One apparent feature is that a larger number of lags leads to fewer significant signals. The number generally drops uniformly for the first 24 lags. The number of significant signals levels off after 24 lags and reaches the minimum at about 60. It starts increasing after that because the block length starts causing problems with randomness of the sample. The increase is mainly in tail of the distribution. The decline in the number of significant signals can be substantial. 10% of all signals are significant at 0.1% level with Newey and West (1987) adjustment and critical values from normal distribution. This drops to 0.3% for bootstrapped critical values and 24 lags. Notably, the critical values from normal distribution seem to over-reject null hypothesis for any number of lags. This is in line with evidence in the previous subsection. The green vertical lines correspond to mean number of lags selected by Andrews and Monahan (1992) and Newey and West (1994). The optimal number of lags is 5.5 and 10.4, respectively.25 The proportion of
significant signals is then intercept of these vertical lines and lines for Newey and West (1987) adjustment.

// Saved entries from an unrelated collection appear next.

// ============================================================================
// PMIG CLI: headless replay of pointer-event scripts
// ============================================================================
//
// Usage examples:
//   pmig --new 64x64 --events strokes.txt --output out.png
//   pmig -i photo.png -e mask_and_paint.txt -o result.png
//   pmig -i "shots/*.jpg" -e watermark.txt --output-dir out/ --format png
//   pmig -i drawing.pmig -o flat.tiff --tiff-compression lzw
//
// Event script, one command per line (`#` lines and trailing ` # ` are comments):
//   tool brush|eraser|marquee|pen
//   set <parameter> <value>       e.g. `set brush_size 4`, `set brush_color #FF0000`
//   down <x> <y> / move <x> <y> / up <x> <y>
//   layer <index>                 make an existing layer current
//   new-layer [name]
//   clear-selection
//   cancel                        abandon the open gesture

use std::path::{Path, PathBuf};
use std::process::ExitCode;
use std::time::Instant;

use clap::Parser;

use crate::components::tools::{Tool, ToolParameterStore};
use crate::geometry::Point;
use crate::io::{ExportFormat, TiffCompression};
use crate::project::Project;
use crate::settings::EngineSettings;

// ============================================================================
// CLI argument definition (clap Derive)
// ============================================================================

/// PMIG headless editor.
///
/// Replays brush / eraser / marquee gestures from a script onto images and
/// writes the result, no display required.
#[derive(Parser, Debug)]
#[command(
    name = "pmig",
    about = "PMIG headless raster editor",
    long_about = "Replay pointer-event scripts onto image files and export the result.\n\
                  Reads PNG, JPEG, WEBP, BMP, TGA, ICO, TIFF, GIF and .pmig projects;\n\
                  writes PNG, JPEG, BMP, TGA, TIFF, ICO and .pmig.\n\n\
                  Example:\n  \
                  pmig --new 64x64 --events strokes.txt --output out.png\n  \
                  pmig -i \"*.jpg\" -e stamp.txt --output-dir out/ --format png"
)]
pub struct CliArgs {
    /// Input file(s). Glob patterns accepted (e.g. "*.png", "shots/*.jpg").
    #[arg(short, long, num_args = 1.., required_unless_present = "new")]
    pub input: Vec<String>,

    /// Start from a blank canvas instead of an input file, e.g. `640x480`.
    #[arg(long, value_name = "WxH", conflicts_with = "input")]
    pub new: Option<String>,

    /// Event script replayed on every document.
    #[arg(short, long, value_name = "SCRIPT")]
    pub events: Option<PathBuf>,

    /// Output file path. Only valid for a single document.
    #[arg(short, long, value_name = "FILE")]
    pub output: Option<PathBuf>,

    /// Output directory for batch processing.
    /// Files are written here with the input stem and the target format's extension.
    #[arg(long, value_name = "DIR")]
    pub output_dir: Option<PathBuf>,

    /// Output format: png, jpg, jpeg, bmp, tga, tif, tiff, ico, pmig.
    /// When omitted, the format is inferred from --output's extension, defaulting to png.
    #[arg(short, long, value_name = "FORMAT")]
    pub format: Option<String>,

    /// JPEG quality (1–100). Overrides the settings file.
    #[arg(short, long, value_name = "1-100")]
    pub quality: Option<u8>,

    /// TIFF compression mode: none, lzw, deflate. Overrides the settings file.
    #[arg(long, value_name = "MODE")]
    pub tiff_compression: Option<String>,

    /// Settings file to use instead of the per-user one.
    #[arg(long, value_name = "FILE")]
    pub settings: Option<PathBuf>,

    /// Print per-file timing information.
    #[arg(short, long)]
    pub verbose: bool,
}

There is also a large discrepancy between different versions of the bootstrap. The simplest version, without studentization, tends to reject the most signals possibly due to distorted size of the tests.26 It can also get heavily distorted with the existence of large outliers. Studentization should improve properties of the bootstrap and its importance is emphasized in Davison and Hall (1993), G¨otze et al. (1996), and Romano and Wolf (2006). The drop in number of significant signals with the number of lags in HAC robust adjustment does not have to imply improper size of tests with the small number of the lags. This is because there is a trade-off between type I and type II error rate. Type I error rate decreases with the number of lags but type II rate increases. The test then has poor power and rejects fewer truly significant signals. Bootstrap without HAC robust adjustment should capture role of block size in the bootstrap since that is the only thing that is changing. This should in turn capture the effect of autocorrelation on standard errors without any distortion in power as in the case of Newey and West (1987) adjustment. The optimal number of lags for naive bootstrap with HAC adjustment therefore appears to be around six where number of rejected hypothesis is similar to minimum number of rejected hypothesis without the HAC adjustment. Larger number of lags then probably leads to poor power of the tests. We also provide proportion of signals significant with Kiefer et al. (2000) estimator denoted by inverse triangles. It is higher than for naive bootstrap with Newey and West (1987) adjustment and 24 lags. This hints that the optimal number of lags is lower than that. We will next turn to simulations to study power and size of the tests in a controlled environment.
25Note that the number of lags is lower for value-weighted portfolios at 3 and 9 lags, respectively. 26Shao and Politis (2013) showed that this version of bootstrap does not have a normal distribution in finite sample analogously to fixed-b asymptotics for HAC errors.